Porting Windows to OpenStack

This blog post is a walk-through for porting the Windows operating system to OpenStack. It covers the following subjects:

  • Creating a New Windows KVM Image
  • Windows Install Using the VirtIO Hard Drive Driver
  • Configuring Windows Base Image
  • Windows Sysprep for OpenStack
  • Deploying the Windows Image to OpenStack
  • Running the First Windows Instance

It assumes that you are running OpenStack Bexar on Ubuntu 10.10 on a single developer workstation. You will need to get the KVM VirtIO Drivers for Windows ISO.
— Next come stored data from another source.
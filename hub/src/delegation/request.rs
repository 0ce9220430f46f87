//! Task requests, responses and execution metadata

use chrono::{DateTime, Utc};
use serde::{Deserialize, Serialize};
use std::fmt;
use std::time::Duration;
use uuid::Uuid;

use crate::error::{ErrorKind, HubError};
use crate::executor::{ExecutorId, ExecutorRole};

// ============================================================================
// Task Id
// ============================================================================

/// Identifier of one delegated task
#[derive(Debug, Clone, PartialEq, Eq, Hash, Serialize, Deserialize)]
#[serde(transparent)]
pub struct TaskId(String);

impl TaskId {
    pub fn new() -> Self {
        Self(Uuid::new_v4().to_string())
    }

    pub fn from_string(s: impl Into<String>) -> Self {
        Self(s.into())
    }

    pub fn as_str(&self) -> &str {
        &self.0
    }
}

impl Default for TaskId {
    fn default() -> Self {
        Self::new()
    }
}

impl fmt::Display for TaskId {
    fn fmt(&self, f: &mut fmt::Formatter<'_>) -> fmt::Result {
        write!(f, "{}", self.0)
    }
}

// ============================================================================
// Task Request
// ============================================================================

/// Task priority
#[derive(Debug, Clone, Copy, PartialEq, Eq, Hash, PartialOrd, Ord, Default, Serialize, Deserialize)]
#[serde(rename_all = "snake_case")]
pub enum Priority {
    Low,
    #[default]
    Normal,
    High,
    Critical,
}

/// Output shape the caller expects back
#[derive(Debug, Clone, PartialEq, Eq, Default, Serialize, Deserialize)]
#[serde(rename_all = "snake_case")]
pub enum OutputShape {
    #[default]
    Text,
    Markdown,
    Json,
    /// Structured output with the named sections
    Sections(Vec<String>),
}

/// Unit of work submitted for delegation
///
/// `executor_id = None` asks the hub to pick the executor.
#[derive(Debug, Clone, PartialEq, Serialize, Deserialize)]
pub struct TaskRequest {
    pub executor_id: Option<ExecutorId>,

    pub task: String,

    #[serde(default)]
    pub priority: Priority,

    #[serde(with = "duration_ms")]
    pub timeout: Duration,

    #[serde(default)]
    pub required_tools: Vec<String>,

    /// Whether the executor may involve other executors
    #[serde(default)]
    pub collaboration: bool,

    #[serde(default)]
    pub output_shape: OutputShape,
}

impl TaskRequest {
    /// Request routed automatically, with a five minute timeout
    pub fn new(task: impl Into<String>) -> Self {
        Self {
            executor_id: None,
            task: task.into(),
            priority: Priority::default(),
            timeout: Duration::from_secs(300),
            required_tools: Vec::new(),
            collaboration: false,
            output_shape: OutputShape::default(),
        }
    }

    /// Target a specific executor
    pub fn to_executor(mut self, id: impl Into<ExecutorId>) -> Self {
        self.executor_id = Some(id.into());
        self
    }

    pub fn priority(mut self, priority: Priority) -> Self {
        self.priority = priority;
        self
    }

    pub fn timeout(mut self, timeout: Duration) -> Self {
        self.timeout = timeout;
        self
    }

    pub fn required_tools<I, S>(mut self, tools: I) -> Self
    where
        I: IntoIterator<Item = S>,
        S: Into<String>,
    {
        self.required_tools = tools.into_iter().map(Into::into).collect();
        self
    }

    pub fn collaboration(mut self, enabled: bool) -> Self {
        self.collaboration = enabled;
        self
    }

    pub fn output_shape(mut self, shape: OutputShape) -> Self {
        self.output_shape = shape;
        self
    }

    /// Reject malformed requests
    pub fn validate(&self) -> Result<(), HubError> {
        if self.task.trim().is_empty() {
            return Err(HubError::ValidationFailure(
                "task description cannot be empty".to_string(),
            ));
        }

        if self.timeout.is_zero() {
            return Err(HubError::ValidationFailure("timeout must be > 0".to_string()));
        }

        if self.required_tools.iter().any(|t| t.trim().is_empty()) {
            return Err(HubError::ValidationFailure(
                "required tool names cannot be empty".to_string(),
            ));
        }

        Ok(())
    }
}

// ============================================================================
// Execution Metadata
// ============================================================================

/// Structured record of one execution
///
/// Opened when delegation begins, finalized at completion or failure, and
/// never changed after the response is returned.
#[derive(Debug, Clone, PartialEq, Serialize, Deserialize)]
pub struct ExecutionMetadata {
    pub task_id: TaskId,

    pub executor_id: ExecutorId,

    /// Role at the time of delegation
    pub executor_role: ExecutorRole,

    pub started_at: DateTime<Utc>,

    pub finished_at: Option<DateTime<Utc>>,

    pub duration_ms: u64,

    pub completed_on_time: bool,

    pub tools_used: Vec<String>,

    pub tool_invocations: u32,

    pub collaboration_used: bool,

    /// Confidence in the result (0-100)
    pub confidence: u8,
}

impl ExecutionMetadata {
    /// Initial metadata for an execution that is about to start
    pub fn open(task_id: TaskId, executor_id: ExecutorId, executor_role: ExecutorRole) -> Self {
        Self {
            task_id,
            executor_id,
            executor_role,
            started_at: Utc::now(),
            finished_at: None,
            duration_ms: 0,
            completed_on_time: true,
            tools_used: Vec::new(),
            tool_invocations: 0,
            collaboration_used: false,
            confidence: 100,
        }
    }

    /// Stamp end time and duration, judging timeliness against `timeout`
    pub(crate) fn close(&mut self, timeout: Duration) {
        let finished_at = Utc::now();
        let elapsed = finished_at
            .signed_duration_since(self.started_at)
            .to_std()
            .unwrap_or_default();

        self.finished_at = Some(finished_at);
        self.duration_ms = u64::try_from(elapsed.as_millis()).unwrap_or(u64::MAX);
        self.completed_on_time = elapsed <= timeout;
    }

    /// Mark as failed: not on time and zero confidence
    pub(crate) fn fail(&mut self, timeout: Duration) {
        self.close(timeout);
        self.completed_on_time = false;
        self.confidence = 0;
    }
}

// ============================================================================
// Task Response
// ============================================================================

/// Result of one delegation attempt
#[derive(Debug, Clone, PartialEq, Serialize, Deserialize)]
pub struct TaskResponse {
    pub success: bool,

    /// Succeeded, but the executor reported internal errors
    pub partial: bool,

    pub output: Option<serde_json::Value>,

    /// Present once execution started; absent for rejected requests
    pub metadata: Option<ExecutionMetadata>,

    /// Classification of the failure, if any
    pub error_kind: Option<ErrorKind>,

    pub errors: Vec<String>,

    pub warnings: Vec<String>,
}

impl TaskResponse {
    /// Response for a request rejected before execution
    pub fn rejected(error: &HubError) -> Self {
        Self {
            success: false,
            partial: false,
            output: None,
            metadata: None,
            error_kind: Some(error.kind()),
            errors: vec![error.to_string()],
            warnings: Vec::new(),
        }
    }

    /// Response for an execution that failed after it started
    pub fn failed(metadata: ExecutionMetadata, kind: ErrorKind, errors: Vec<String>) -> Self {
        Self {
            success: false,
            partial: false,
            output: None,
            metadata: Some(metadata),
            error_kind: Some(kind),
            errors,
            warnings: Vec::new(),
        }
    }

    pub fn task_id(&self) -> Option<&TaskId> {
        self.metadata.as_ref().map(|m| &m.task_id)
    }
}

/// Serde adapter writing a `Duration` as whole milliseconds
mod duration_ms {
    use serde::{Deserialize, Deserializer, Serializer};
    use std::time::Duration;

    pub fn serialize<S: Serializer>(value: &Duration, serializer: S) -> Result<S::Ok, S::Error> {
        serializer.serialize_u64(u64::try_from(value.as_millis()).unwrap_or(u64::MAX))
    }

    pub fn deserialize<'de, D: Deserializer<'de>>(deserializer: D) -> Result<Duration, D::Error> {
        u64::deserialize(deserializer).map(Duration::from_millis)
    }
}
For information about KVM VirtIO drivers see: Windows VirtIO Drivers.

The drivers used for this walk-through can be found here: Download Latest VirtIO Win drivers from Fedora.

Creating a New Windows KVM Image

The section walks-through the building of a Windows KVM Image using Virtual Machine Manager 0.8.4.

1. Using Virtual Machine Manager create a new virtual machine.

2. In the New VM dialog box enter the Name of the new virtual machine.

3. Click Next.

4. On the Step 2 of 5 page, select the correct install media, Select the OS type and Version and click the Forward button.

5. On the Step 3 of 5 page, enter in the Memory and CPUs, and click Forward.

6. On the Step 4 of 5 page, uncheck the Enable storage for this virtual machine check box, and click Forward.

7. On the Step 5 of 5 page, click the Customize configuration before install check box, and click the Finished button.

8. On the virtual machine configuration before install screen, select the NIC device. In the Device model drop-down box, select virtio, click Apply.

9. Click the Add Hardware button.

10. On the Add new virtual hardware dialog box, Forward.

11. Enter in the image size, in the Device type drop-down box select the Virtio Disk option, and click the Forward button.

12. On the Finish Adding Virtual Hardware page, click the Finish button.

13. NOTE: Notice the Disk image location and file name (i.e., var/lib/libvirt/images/2011041901A.img). This is the location of your KVM image file that will be moved to OpenStack later.

14. Click on Boot Options, and notice the Boot device order is set to CDROM. Click the green check mark button.

15. The new virtual machine will now start.

Windows Install Using the VirtIO Hard Drive Driver

The section walks-through the Windows install using the VirtIO network driver. Before getting started you will need to setup a CDROM drive for the VirtIO drivers.

1. Shutdown the virtual machine using the Virtual Machine/Shut Down/Shut Down or Virtual Machine/Shut Down/Force Off menu options.

2. Select the View/Details menu option in the Virtual Machine Manager interface. NOTE: The last CDROM device is the one that will boot so you’ll need to map IDE CDROM 1 to the VirtIO driver ISO and create a second IDE CDROM 2 for the Windows CDROM.

3. Map the IDE CDROM 1 to the VirtIO driver ISO.

4. Create and map the second IDE CDROM 2 for the Windows CDROM.

5. Start the new virtual machine, when the Install Windows dialog box appears, click the Next button.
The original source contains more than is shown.